Um outro problema que o caso em análise suscita é o de saber se existirão outros casos de inversão de contencioso necessária. A resposta (teórica) que se pode dar é a de que não se pode excluir que existam outras situações de inversão de contencioso necessária, de acordo com o critério acima referido: a inversão do contencioso é necessária sempre que a medida de prova exigida para todos os fundamentos da providencia seja a prova stricto sensu.
Isto não exclui que, mesmo sem se verificar qualquer inversão do contencioso necessária, alguns desses fundamentos também possam exigir uma prova stricto sensu, ou seja, requeiram uma medida de prova maior do que a normal mera justificação (cf. art. 368.º, n.º 1, CPC). Pense-se, por exemplo, no caso em que, para o decretamento de uma providência cautelar, é necessário determinar se houve uma declaração tácita de uma das partes; para que se verifique uma declaração tácita é necessário que a mesma possa ser deduzida de "factos que, com toda a probabilidade, a revelam" (art. 217.º, n.º 1, CC); pode então perguntar-se se, num procedimento cautelar, o tribunal pode considerar que se verificou uma declaração tácita, apesar de esse mesmo tribunal não ter adquirido a convicção segura de que os factos que a podem revelar se verificaram ou não ter ter conseguido inferir desses factos, "com toda a probabilidade", aquela declaração; a resposta parece dever ser negativa.

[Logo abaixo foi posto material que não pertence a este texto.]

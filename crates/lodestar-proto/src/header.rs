//! Fixed-size frame header.
//!
//! ```text
//! 0       4    5         8              12
//! | magic | ver | reserved | payload_len |
//! | "LDST"| u8  | [u8; 3]  | u32 BE      |
//! ```

use zerocopy::{
    FromBytes, Immutable, IntoBytes, KnownLayout,
    byteorder::{BigEndian, U32},
};

use crate::errors::{ProtocolError, Result};

/// Frame header preceding every CBOR payload.
///
/// The struct is the wire layout; every field is alignment 1, so there is no
/// padding and any 12 bytes can be viewed as a header before validation.
#[repr(C)]
#[derive(Debug, Clone, Copy, PartialEq, Eq, FromBytes, IntoBytes, KnownLayout, Immutable)]
pub struct FrameHeader {
    magic: U32<BigEndian>,
    version: u8,
    reserved: [u8; 3],
    payload_len: U32<BigEndian>,
}

const _: () = assert!(size_of::<FrameHeader>() == FrameHeader::SIZE);

impl FrameHeader {
    /// Encoded header size in bytes.
    pub const SIZE: usize = 12;

    /// Magic number identifying Lodestar frames (`"LDST"`).
    pub const MAGIC: u32 = 0x4C44_5354;

    /// Current frame format version.
    pub const VERSION: u8 = 1;

    /// Largest accepted payload (1 MiB).
    pub const MAX_PAYLOAD_SIZE: usize = 1 << 20;

    /// Header for a payload of `payload_len` bytes at the current version.
    pub fn new(payload_len: u32) -> Self {
        Self {
            magic: U32::new(Self::MAGIC),
            version: Self::VERSION,
            reserved: [0; 3],
            payload_len: U32::new(payload_len),
        }
    }

    /// Frame format version.
    pub fn version(&self) -> u8 {
        self.version
    }

    /// Length of the payload that follows the header.
    pub fn payload_len(&self) -> usize {
        self.payload_len.get() as usize
    }

    /// Serialize to the on-wire representation.
    pub fn to_bytes(&self) -> [u8; Self::SIZE] {
        let mut bytes = [0u8; Self::SIZE];
        bytes.copy_from_slice(self.as_bytes());
        bytes
    }

    /// Parse and validate a header from the start of `bytes`.
    ///
    /// Validation order is magic, version, then length, so garbage input is
    /// rejected before a length is trusted.
    pub fn from_bytes(bytes: &[u8]) -> Result<Self> {
        let (header, _) = Self::ref_from_prefix(bytes).map_err(|_| ProtocolError::Truncated {
            needed: Self::SIZE,
            available: bytes.len(),
        })?;

        let magic = header.magic.get();
        if magic != Self::MAGIC {
            return Err(ProtocolError::BadMagic { found: magic });
        }

        if header.version != Self::VERSION {
            return Err(ProtocolError::UnsupportedVersion { version: header.version });
        }

        if header.payload_len() > Self::MAX_PAYLOAD_SIZE {
            return Err(ProtocolError::PayloadTooLarge {
                size: header.payload_len(),
                max: Self::MAX_PAYLOAD_SIZE,
            });
        }

        Ok(*header)
    }
}
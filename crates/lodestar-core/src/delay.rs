//! Delay primitive.
//!
//! [`sleep`] suspends the calling task for at least the requested duration
//! and resolves with no value. Other tasks on the same runtime keep running
//! while it is pending; the thread is never blocked.
//!
//! A zero duration still yields to the scheduler once before resuming, so a
//! retry loop that computes a zero delay cannot starve queued work.
//!
//! There is no cancellation token. A pending delay runs to completion unless
//! the future awaiting it is dropped.

use std::time::Duration;

use tracing::debug;

/// Suspend the current task for at least `duration`.
pub async fn sleep(duration: Duration) {
    if duration.is_zero() {
        tokio::task::yield_now().await;
        return;
    }

    tokio::time::sleep(duration).await;
}

/// Suspend the current task for at least `ms` milliseconds.
///
/// Negative values are treated as zero.
pub async fn sleep_ms(ms: i64) {
    let ms = u64::try_from(ms).unwrap_or_else(|_| {
        debug!(requested_ms = ms, "negative delay requested, treating as zero");
        0
    });

    sleep(Duration::from_millis(ms)).await;
}

#[cfg(test)]
mod tests {
    use std::sync::{
        Arc,
        atomic::{AtomicBool, Ordering},
    };

    use tokio::time::Instant;

    use super::*;

    #[tokio::test(start_paused = true)]
    async fn sleep_waits_at_least_requested_duration() {
        let start = Instant::now();
        sleep(Duration::from_millis(250)).await;
        assert!(start.elapsed() >= Duration::from_millis(250));
    }

    #[tokio::test(start_paused = true)]
    async fn sequential_sleeps_accumulate() {
        let start = Instant::now();
        for _ in 0..3 {
            sleep_ms(100).await;
        }
        assert!(start.elapsed() >= Duration::from_millis(300));
    }

    #[tokio::test(start_paused = true)]
    async fn concurrent_sleeps_overlap() {
        let start = Instant::now();
        tokio::join!(sleep_ms(100), sleep_ms(100), sleep_ms(100));
        let elapsed = start.elapsed();
        assert!(elapsed >= Duration::from_millis(100));
        assert!(elapsed < Duration::from_millis(200));
    }

    #[tokio::test]
    async fn zero_delay_yields_to_queued_work() {
        let ran = Arc::new(AtomicBool::new(false));
        let flag = Arc::clone(&ran);
        let handle = tokio::spawn(async move {
            flag.store(true, Ordering::SeqCst);
        });

        sleep(Duration::ZERO).await;
        assert!(ran.load(Ordering::SeqCst), "queued task did not run during zero delay");
        handle.await.unwrap();
    }

    #[tokio::test(start_paused = true)]
    async fn negative_delay_is_treated_as_zero() {
        let start = Instant::now();
        sleep_ms(-500).await;
        assert!(start.elapsed() < Duration::from_millis(1));
    }
}
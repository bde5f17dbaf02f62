//! Error types for readiness tracking and runtime initialization.

use std::time::Duration;

use thiserror::Error;

use crate::readiness::ReadinessState;

/// Rejected readiness transition.
#[derive(Debug, Clone, PartialEq, Eq, Error)]
pub enum ReadinessError {
    /// The requested transition is not allowed from the current state.
    #[error("cannot {operation} from state {from:?}")]
    InvalidTransition {
        /// State the machine was in.
        from: ReadinessState,
        /// Transition that was attempted.
        operation: &'static str,
    },
}

/// Failure of a single setup step.
#[derive(Debug, Error)]
pub enum StepError {
    /// The step ran and reported a failure.
    #[error("{0}")]
    Failed(String),

    /// The step exceeded the configured per-step timeout.
    #[error("timed out after {0:?}")]
    TimedOut(Duration),

    /// A capability installed by an earlier step was not found.
    #[error("missing capability: {0}")]
    MissingCapability(&'static str),

    /// Underlying error from the step's own machinery.
    #[error(transparent)]
    Other(Box<dyn std::error::Error + Send + Sync>),
}

impl StepError {
    /// Wrap an arbitrary error.
    pub fn other<E>(error: E) -> Self
    where
        E: std::error::Error + Send + Sync + 'static,
    {
        Self::Other(Box::new(error))
    }
}

/// Runtime initialization did not reach `Ready`.
#[derive(Debug, Error)]
pub enum InitError {
    /// A setup step failed; later steps were not run.
    #[error("setup step `{step}` failed: {source}")]
    StepFailed {
        /// Name of the failing step.
        step: String,
        /// What went wrong.
        #[source]
        source: StepError,
    },

    /// The runtime already reached `Ready`; initialization runs once.
    #[error("runtime already initialized")]
    AlreadyInitialized,

    /// Another caller is currently initializing the runtime.
    #[error("runtime initialization already in progress")]
    InProgress,

    /// Initialization previously failed. Failure is terminal.
    #[error("runtime initialization failed: {reason}")]
    Failed {
        /// Failure description recorded when the runtime failed.
        reason: String,
    },

    /// The initializer was dropped before reaching a terminal state.
    #[error("runtime initializer dropped before completion")]
    Abandoned,
}

impl InitError {
    /// Short stable label for logs.
    pub fn as_label(&self) -> &'static str {
        match self {
            Self::StepFailed { .. } => "init_step_failed",
            Self::AlreadyInitialized => "init_already_initialized",
            Self::InProgress => "init_in_progress",
            Self::Failed { .. } => "init_failed",
            Self::Abandoned => "init_abandoned",
        }
    }
}
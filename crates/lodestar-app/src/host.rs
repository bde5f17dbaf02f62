//! Rendering surface abstraction.
//!
//! A [`Host`] is whatever document the UI is shown in. It exposes anchors by
//! identifier and creates a [`RenderRoot`] bound to one of them. The entry
//! point only ever asks for [`ANCHOR_ID`].

use crate::app::App;

/// Identifier of the anchor the application mounts into.
pub const ANCHOR_ID: &str = "app";

/// Handle to an element of the host document.
#[derive(Debug, Clone, PartialEq, Eq, Hash)]
pub struct Anchor {
    id: String,
}

impl Anchor {
    /// Anchor with the given identifier.
    pub fn new(id: impl Into<String>) -> Self {
        Self { id: id.into() }
    }

    /// Anchor identifier.
    pub fn id(&self) -> &str {
        &self.id
    }
}

/// Document the application is mounted into.
pub trait Host {
    /// Root type produced by [`Host::create_root`].
    type Root: RenderRoot;

    /// Host-specific error type.
    type Error: std::error::Error + Send + Sync + 'static;

    /// Look up an anchor by identifier.
    fn find_anchor(&self, id: &str) -> Option<Anchor>;

    /// Create the rendering root bound to `anchor`.
    ///
    /// # Errors
    ///
    /// Hosts reject a second root for an anchor that already has one.
    fn create_root(&mut self, anchor: Anchor) -> Result<Self::Root, Self::Error>;
}

/// Mount point bound to one anchor.
pub trait RenderRoot {
    /// Root-specific error type.
    type Error: std::error::Error + Send + Sync + 'static;

    /// Anchor this root is bound to.
    fn anchor(&self) -> &Anchor;

    /// Draw the application tree.
    fn render(&mut self, app: &App) -> Result<(), Self::Error>;
}
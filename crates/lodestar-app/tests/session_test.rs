//! Client session and connect step against a real server.

mod common;

use std::{net::SocketAddr, time::Duration};

use common::{local_config, start_server};
use lodestar_app::{ServerInfo, Session, SessionError, steps::ConnectServer};
use lodestar_core::{Backoff, InitError, PollConfig, RuntimeInitializer, StepError};
use lodestar_server::ServerConfig;
use tokio::net::TcpListener;

async fn unused_addr() -> SocketAddr {
    let listener = TcpListener::bind("127.0.0.1:0").await.unwrap();
    listener.local_addr().unwrap()
}

fn quick_poll(max_attempts: u32) -> PollConfig {
    PollConfig {
        backoff: Backoff::constant(Duration::from_millis(20)),
        max_attempts: Some(max_attempts),
    }
}

#[tokio::test]
async fn session_round_trips() {
    let (addr, stop, handle) = start_server(local_config()).await;

    let mut session = Session::connect(addr, "session-test").await.unwrap();
    assert_eq!(session.server_version(), "test");

    session.ping().await.unwrap();
    let status = session.status().await.unwrap();
    assert_eq!(status.sessions, 1);
    session.goodbye("done").await.unwrap();

    stop.send(()).unwrap();
    handle.await.unwrap();
}

#[tokio::test]
async fn connect_to_closed_port_fails() {
    let addr = unused_addr().await;
    let result = Session::connect(addr, "session-test").await;
    assert!(matches!(result, Err(SessionError::Connect { addr: a, .. }) if a == addr));
}

#[tokio::test]
async fn connect_step_retries_until_server_is_up() {
    let addr = unused_addr().await;

    let late_server = tokio::spawn(async move {
        tokio::time::sleep(Duration::from_millis(150)).await;
        start_server(ServerConfig { bind_addr: addr, version: "late".into() }).await
    });

    let connect = ConnectServer::new(addr, quick_poll(100), "session-test");
    let initializer = RuntimeInitializer::default().step(connect);
    let mut caps = initializer.init_runtime().await.unwrap();

    let info = caps.remove::<ServerInfo>().unwrap();
    assert_eq!(info.version, "late");
    assert_eq!(info.addr, addr.to_string());
    assert!(caps.contains::<Session>());

    let (_, stop, handle) = late_server.await.unwrap();
    drop(caps);
    stop.send(()).unwrap();
    handle.await.unwrap();
}

#[tokio::test]
async fn connect_step_gives_up() {
    let addr = unused_addr().await;
    let connect = ConnectServer::new(addr, quick_poll(3), "session-test");
    let initializer = RuntimeInitializer::default().step(connect);

    let result = initializer.init_runtime().await;

    assert!(matches!(
        result,
        Err(InitError::StepFailed { ref step, source: StepError::Other(_) }) if step == "connect_server"
    ));
}

/// Accepts connections and holds them open without ever answering.
async fn silent_listener() -> (SocketAddr, tokio::task::JoinHandle<()>) {
    let listener = TcpListener::bind("127.0.0.1:0").await.unwrap();
    let addr = listener.local_addr().unwrap();
    let handle = tokio::spawn(async move {
        let mut held = Vec::new();
        while let Ok((stream, _)) = listener.accept().await {
            held.push(stream);
        }
    });
    (addr, handle)
}

#[tokio::test]
async fn silent_server_times_out_each_attempt() {
    let (addr, listener) = silent_listener().await;

    let result = Session::connect_within(addr, "session-test", Duration::from_millis(50)).await;
    assert!(matches!(result, Err(SessionError::TimedOut { addr: a, .. }) if a == addr));

    listener.abort();
}

#[tokio::test]
async fn connect_step_exhausts_against_silent_server() {
    let (addr, listener) = silent_listener().await;
    let connect = ConnectServer::new(addr, quick_poll(3), "session-test")
        .attempt_timeout(Duration::from_millis(50));
    let initializer = RuntimeInitializer::default().step(connect);
    let gate = initializer.gate();

    let outcome = tokio::time::timeout(Duration::from_secs(5), initializer.init_runtime())
        .await
        .expect("initializer stalled on a silent server");

    match outcome {
        Err(InitError::StepFailed { step, source }) => {
            assert_eq!(step, "connect_server");
            assert!(source.to_string().contains("gave up after 3 attempts"));
            assert!(source.to_string().contains("no handshake"));
        },
        other => panic!("unexpected result: {other:?}"),
    }
    assert!(matches!(gate.state(), lodestar_core::ReadinessState::Failed { .. }));

    listener.abort();
}
//! Driver trait for abstracting input.
//!
//! The [`Driver`] trait decouples the post-mount [`crate::Runtime`] from a
//! specific terminal or windowing backend. Tests drive the runtime with a
//! scripted key sequence.

use std::future::Future;

use crate::input::KeyInput;

/// Source of user input for the runtime.
pub trait Driver {
    /// Backend-specific error type.
    type Error: std::error::Error + Send + Sync + 'static;

    /// Wait for the next key press.
    ///
    /// Returns `Ok(None)` once input is exhausted. Must be cancel-safe: the
    /// runtime races it against its refresh timer.
    fn next_key(&mut self) -> impl Future<Output = Result<Option<KeyInput>, Self::Error>>;
}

Algo de semelhante se pode dizer se, num procedimento cautelar, for necessário determinar o termo da curadoria pela certeza da morte do ausente (cf. art. 98.º, al. e), e 112.º, al, c), CC) ou a não verificação de uma condição pela certeza de que a mesma não se pode verificar (cf. art. 275.º, n.º 1, e 2237.º, n.º 1, CC). Nenhuma destas certezas pode ser substituída num procedimento cautelar por uma probabilidade séria.
5. Pode concluir-se que, apesar de, nos procedimentos cautelares, a regra ser a suficiência de uma mera justificação (cf. art. 368.º, n.º 1, CPC), a medida de prova exigida pelo direito substantivo (ou pelos valores do direito substantivo) tem de ser respeitada nos procedimentos cautelares. No caso mais extremo -- que é aquele em que todos os fundamentos da providência cautelar requerem uma prova stricto sensu --, isso conduz a uma inversão do contencioso necessária.